Copy out every line of the records in which "NotificationStatus" can be found.

== Segment start ==

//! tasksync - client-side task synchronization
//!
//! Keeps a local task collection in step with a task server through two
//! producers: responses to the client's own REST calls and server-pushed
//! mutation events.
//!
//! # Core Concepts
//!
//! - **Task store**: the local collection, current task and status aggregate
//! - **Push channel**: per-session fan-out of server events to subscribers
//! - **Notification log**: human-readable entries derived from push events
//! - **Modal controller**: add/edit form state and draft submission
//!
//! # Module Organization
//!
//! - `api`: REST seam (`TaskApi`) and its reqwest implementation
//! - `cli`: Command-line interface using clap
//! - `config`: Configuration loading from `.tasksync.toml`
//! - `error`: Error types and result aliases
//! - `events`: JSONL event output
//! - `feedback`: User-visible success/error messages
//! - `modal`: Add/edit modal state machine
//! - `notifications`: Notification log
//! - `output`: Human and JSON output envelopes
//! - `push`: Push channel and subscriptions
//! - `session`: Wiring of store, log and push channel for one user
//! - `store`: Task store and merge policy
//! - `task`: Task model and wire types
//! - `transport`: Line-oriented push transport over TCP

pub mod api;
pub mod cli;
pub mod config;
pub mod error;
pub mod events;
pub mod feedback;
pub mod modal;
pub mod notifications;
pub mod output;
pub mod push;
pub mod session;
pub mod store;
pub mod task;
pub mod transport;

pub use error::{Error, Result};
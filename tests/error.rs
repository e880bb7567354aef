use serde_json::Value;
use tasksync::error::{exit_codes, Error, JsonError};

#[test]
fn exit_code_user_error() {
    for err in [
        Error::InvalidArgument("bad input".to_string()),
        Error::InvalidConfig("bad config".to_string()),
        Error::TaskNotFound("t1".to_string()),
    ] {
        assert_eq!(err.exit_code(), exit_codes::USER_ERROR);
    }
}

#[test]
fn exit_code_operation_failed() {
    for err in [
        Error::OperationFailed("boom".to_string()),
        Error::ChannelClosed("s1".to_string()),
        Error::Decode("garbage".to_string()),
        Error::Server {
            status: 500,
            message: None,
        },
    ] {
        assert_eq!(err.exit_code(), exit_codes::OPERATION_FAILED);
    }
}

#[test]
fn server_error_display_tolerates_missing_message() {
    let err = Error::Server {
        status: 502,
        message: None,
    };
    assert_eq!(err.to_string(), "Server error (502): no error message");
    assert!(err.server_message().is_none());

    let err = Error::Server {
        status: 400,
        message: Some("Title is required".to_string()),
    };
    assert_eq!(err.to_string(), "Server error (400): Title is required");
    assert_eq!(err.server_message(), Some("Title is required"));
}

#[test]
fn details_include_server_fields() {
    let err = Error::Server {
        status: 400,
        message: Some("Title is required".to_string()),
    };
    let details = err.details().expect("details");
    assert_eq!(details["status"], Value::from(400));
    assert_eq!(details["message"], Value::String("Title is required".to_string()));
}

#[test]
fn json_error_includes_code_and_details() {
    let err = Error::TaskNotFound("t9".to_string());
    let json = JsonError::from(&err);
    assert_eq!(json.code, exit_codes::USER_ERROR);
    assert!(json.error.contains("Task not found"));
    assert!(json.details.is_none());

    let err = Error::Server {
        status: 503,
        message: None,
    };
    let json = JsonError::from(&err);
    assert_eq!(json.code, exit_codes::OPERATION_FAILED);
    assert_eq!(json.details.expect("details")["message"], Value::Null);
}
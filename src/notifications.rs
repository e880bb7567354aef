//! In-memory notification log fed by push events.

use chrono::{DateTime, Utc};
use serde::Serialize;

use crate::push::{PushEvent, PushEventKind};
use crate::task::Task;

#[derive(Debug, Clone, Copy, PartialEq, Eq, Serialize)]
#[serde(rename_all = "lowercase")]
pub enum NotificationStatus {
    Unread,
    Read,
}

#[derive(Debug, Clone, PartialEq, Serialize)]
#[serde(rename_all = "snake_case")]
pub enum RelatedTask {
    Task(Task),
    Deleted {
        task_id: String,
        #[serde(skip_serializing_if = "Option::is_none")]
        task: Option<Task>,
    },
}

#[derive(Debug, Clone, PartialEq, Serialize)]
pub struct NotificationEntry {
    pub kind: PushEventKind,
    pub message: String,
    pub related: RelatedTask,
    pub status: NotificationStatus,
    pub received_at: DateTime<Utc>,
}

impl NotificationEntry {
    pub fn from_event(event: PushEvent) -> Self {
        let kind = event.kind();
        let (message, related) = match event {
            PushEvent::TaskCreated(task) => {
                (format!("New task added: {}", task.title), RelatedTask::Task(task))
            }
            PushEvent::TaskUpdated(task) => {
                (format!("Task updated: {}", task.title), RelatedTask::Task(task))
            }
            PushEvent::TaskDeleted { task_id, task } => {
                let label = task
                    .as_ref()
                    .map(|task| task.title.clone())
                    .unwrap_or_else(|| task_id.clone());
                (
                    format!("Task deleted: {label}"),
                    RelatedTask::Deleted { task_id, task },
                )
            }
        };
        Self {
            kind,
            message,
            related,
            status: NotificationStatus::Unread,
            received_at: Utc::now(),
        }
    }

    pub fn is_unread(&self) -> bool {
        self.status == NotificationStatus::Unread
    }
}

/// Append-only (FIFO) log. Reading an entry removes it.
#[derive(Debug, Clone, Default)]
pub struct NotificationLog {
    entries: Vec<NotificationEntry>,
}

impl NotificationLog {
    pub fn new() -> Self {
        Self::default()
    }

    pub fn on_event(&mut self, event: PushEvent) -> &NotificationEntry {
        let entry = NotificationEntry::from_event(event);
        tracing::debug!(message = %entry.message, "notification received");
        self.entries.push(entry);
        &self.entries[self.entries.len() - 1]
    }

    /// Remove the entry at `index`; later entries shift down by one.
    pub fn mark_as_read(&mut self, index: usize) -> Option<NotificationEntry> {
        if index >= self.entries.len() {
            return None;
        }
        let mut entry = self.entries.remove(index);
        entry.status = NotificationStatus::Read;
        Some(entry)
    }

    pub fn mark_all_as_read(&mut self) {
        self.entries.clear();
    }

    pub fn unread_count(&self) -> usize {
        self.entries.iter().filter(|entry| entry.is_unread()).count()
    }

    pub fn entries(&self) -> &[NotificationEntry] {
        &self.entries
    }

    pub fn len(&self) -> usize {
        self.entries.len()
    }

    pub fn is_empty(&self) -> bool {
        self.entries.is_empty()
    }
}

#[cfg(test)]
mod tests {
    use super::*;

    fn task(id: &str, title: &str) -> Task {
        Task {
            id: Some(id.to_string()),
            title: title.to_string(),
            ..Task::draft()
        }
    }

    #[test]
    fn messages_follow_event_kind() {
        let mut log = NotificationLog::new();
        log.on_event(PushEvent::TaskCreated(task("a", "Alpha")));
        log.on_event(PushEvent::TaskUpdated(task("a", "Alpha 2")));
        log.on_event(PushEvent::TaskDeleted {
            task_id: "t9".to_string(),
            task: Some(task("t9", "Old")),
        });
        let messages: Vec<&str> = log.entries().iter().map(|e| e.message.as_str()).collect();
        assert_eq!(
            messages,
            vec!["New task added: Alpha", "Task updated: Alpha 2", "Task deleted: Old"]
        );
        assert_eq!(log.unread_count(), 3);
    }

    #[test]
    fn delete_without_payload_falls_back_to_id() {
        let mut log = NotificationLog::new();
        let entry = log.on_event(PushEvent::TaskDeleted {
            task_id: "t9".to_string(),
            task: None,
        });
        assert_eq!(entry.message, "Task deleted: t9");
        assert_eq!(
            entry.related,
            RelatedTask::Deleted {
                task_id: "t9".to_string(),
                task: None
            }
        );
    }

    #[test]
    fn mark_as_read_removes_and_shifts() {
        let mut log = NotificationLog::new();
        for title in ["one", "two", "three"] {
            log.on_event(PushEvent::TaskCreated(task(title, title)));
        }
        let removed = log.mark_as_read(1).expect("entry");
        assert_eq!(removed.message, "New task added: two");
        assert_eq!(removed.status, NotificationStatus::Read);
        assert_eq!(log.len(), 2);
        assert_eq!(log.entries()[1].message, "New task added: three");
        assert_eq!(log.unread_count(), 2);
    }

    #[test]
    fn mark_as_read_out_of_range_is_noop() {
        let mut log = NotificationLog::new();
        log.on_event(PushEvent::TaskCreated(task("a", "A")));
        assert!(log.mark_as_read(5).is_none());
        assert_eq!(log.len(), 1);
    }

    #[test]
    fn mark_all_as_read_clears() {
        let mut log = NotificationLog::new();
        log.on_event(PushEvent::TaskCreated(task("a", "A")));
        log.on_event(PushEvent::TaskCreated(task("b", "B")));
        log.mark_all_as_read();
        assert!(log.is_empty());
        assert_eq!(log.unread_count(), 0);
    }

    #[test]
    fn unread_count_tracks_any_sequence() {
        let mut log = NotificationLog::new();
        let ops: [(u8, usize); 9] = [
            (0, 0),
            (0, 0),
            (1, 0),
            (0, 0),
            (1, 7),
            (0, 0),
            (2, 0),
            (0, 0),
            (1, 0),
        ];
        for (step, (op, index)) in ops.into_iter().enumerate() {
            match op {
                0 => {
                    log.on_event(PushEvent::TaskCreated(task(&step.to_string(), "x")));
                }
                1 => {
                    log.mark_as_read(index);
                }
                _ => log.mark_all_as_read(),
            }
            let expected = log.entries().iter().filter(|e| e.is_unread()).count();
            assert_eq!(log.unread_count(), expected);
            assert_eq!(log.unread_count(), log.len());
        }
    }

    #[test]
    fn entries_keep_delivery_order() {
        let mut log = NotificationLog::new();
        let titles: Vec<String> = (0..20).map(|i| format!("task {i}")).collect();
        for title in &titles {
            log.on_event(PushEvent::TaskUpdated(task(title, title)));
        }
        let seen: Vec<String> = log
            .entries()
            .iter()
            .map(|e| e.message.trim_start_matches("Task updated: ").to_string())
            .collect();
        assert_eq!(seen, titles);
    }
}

== Segment end ==

**EXERCISE RESULT**
pub enum NotificationStatus {
    pub status: NotificationStatus,
            status: NotificationStatus::Unread,
        self.status == NotificationStatus::Unread
        entry.status = NotificationStatus::Read;
        assert_eq!(removed.status, NotificationStatus::Read);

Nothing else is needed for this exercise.